ASSIGNMENT. Which lines of the entries contain the string "tables"? Please find them and copy them.

DATA EXTRACTS.
----------
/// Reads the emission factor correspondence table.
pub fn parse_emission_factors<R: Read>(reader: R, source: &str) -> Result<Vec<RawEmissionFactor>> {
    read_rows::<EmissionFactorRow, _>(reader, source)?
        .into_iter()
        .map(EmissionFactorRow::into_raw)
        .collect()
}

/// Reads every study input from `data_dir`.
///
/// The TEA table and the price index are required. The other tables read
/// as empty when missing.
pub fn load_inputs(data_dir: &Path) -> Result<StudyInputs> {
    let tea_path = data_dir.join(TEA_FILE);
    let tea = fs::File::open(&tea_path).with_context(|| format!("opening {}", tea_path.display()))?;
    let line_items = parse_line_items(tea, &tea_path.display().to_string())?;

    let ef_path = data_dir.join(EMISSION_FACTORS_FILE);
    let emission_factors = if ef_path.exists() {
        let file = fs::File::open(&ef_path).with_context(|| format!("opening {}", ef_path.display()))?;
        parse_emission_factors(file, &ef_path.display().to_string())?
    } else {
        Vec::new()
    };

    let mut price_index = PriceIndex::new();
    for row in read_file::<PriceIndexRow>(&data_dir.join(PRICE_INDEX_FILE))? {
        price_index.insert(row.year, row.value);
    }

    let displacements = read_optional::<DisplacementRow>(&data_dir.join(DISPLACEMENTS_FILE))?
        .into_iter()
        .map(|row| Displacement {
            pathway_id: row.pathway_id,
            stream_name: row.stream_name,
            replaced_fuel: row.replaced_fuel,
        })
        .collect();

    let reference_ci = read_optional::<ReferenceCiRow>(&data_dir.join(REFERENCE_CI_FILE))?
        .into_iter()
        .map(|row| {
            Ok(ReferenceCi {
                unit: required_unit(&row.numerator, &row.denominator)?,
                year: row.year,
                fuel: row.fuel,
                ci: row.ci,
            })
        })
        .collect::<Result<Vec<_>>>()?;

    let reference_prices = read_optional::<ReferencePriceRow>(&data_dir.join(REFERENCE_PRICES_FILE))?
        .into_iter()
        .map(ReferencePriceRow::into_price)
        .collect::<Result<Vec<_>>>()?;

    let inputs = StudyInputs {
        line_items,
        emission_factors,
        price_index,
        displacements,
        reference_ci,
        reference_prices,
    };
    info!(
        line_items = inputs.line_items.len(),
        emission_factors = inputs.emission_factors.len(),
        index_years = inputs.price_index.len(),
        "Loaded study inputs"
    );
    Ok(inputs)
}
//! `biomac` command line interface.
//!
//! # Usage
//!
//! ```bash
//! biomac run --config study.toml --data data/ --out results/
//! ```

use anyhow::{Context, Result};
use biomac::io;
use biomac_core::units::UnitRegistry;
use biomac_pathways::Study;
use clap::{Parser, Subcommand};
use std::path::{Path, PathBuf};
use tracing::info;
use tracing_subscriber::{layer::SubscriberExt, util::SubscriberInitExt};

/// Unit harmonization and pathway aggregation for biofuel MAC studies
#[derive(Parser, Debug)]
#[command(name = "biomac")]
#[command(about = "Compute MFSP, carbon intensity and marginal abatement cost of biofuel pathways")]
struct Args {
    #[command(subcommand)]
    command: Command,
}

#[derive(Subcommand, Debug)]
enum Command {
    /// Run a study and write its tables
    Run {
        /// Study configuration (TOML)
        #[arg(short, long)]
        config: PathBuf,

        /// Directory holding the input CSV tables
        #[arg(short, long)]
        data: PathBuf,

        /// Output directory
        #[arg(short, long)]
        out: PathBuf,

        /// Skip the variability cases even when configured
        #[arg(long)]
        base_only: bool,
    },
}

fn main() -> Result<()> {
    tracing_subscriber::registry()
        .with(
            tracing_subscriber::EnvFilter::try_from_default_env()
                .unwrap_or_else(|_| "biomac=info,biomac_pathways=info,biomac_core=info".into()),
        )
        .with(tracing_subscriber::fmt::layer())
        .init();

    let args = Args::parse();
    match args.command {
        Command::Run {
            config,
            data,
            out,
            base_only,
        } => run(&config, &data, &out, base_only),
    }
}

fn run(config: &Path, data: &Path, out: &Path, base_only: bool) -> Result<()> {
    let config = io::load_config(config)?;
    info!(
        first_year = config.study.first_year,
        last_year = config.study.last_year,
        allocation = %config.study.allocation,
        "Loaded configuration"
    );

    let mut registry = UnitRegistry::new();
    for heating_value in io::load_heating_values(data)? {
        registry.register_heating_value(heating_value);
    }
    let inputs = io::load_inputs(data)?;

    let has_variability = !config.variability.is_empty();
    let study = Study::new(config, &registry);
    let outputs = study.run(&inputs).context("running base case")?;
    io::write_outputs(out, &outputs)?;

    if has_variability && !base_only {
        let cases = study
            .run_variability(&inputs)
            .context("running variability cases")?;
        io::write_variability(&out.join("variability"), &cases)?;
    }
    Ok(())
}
----------
WRITTEN REPLY.
/// The TEA table and the price index are required. The other tables read
    /// Run a study and write its tables
        /// Directory holding the input CSV tables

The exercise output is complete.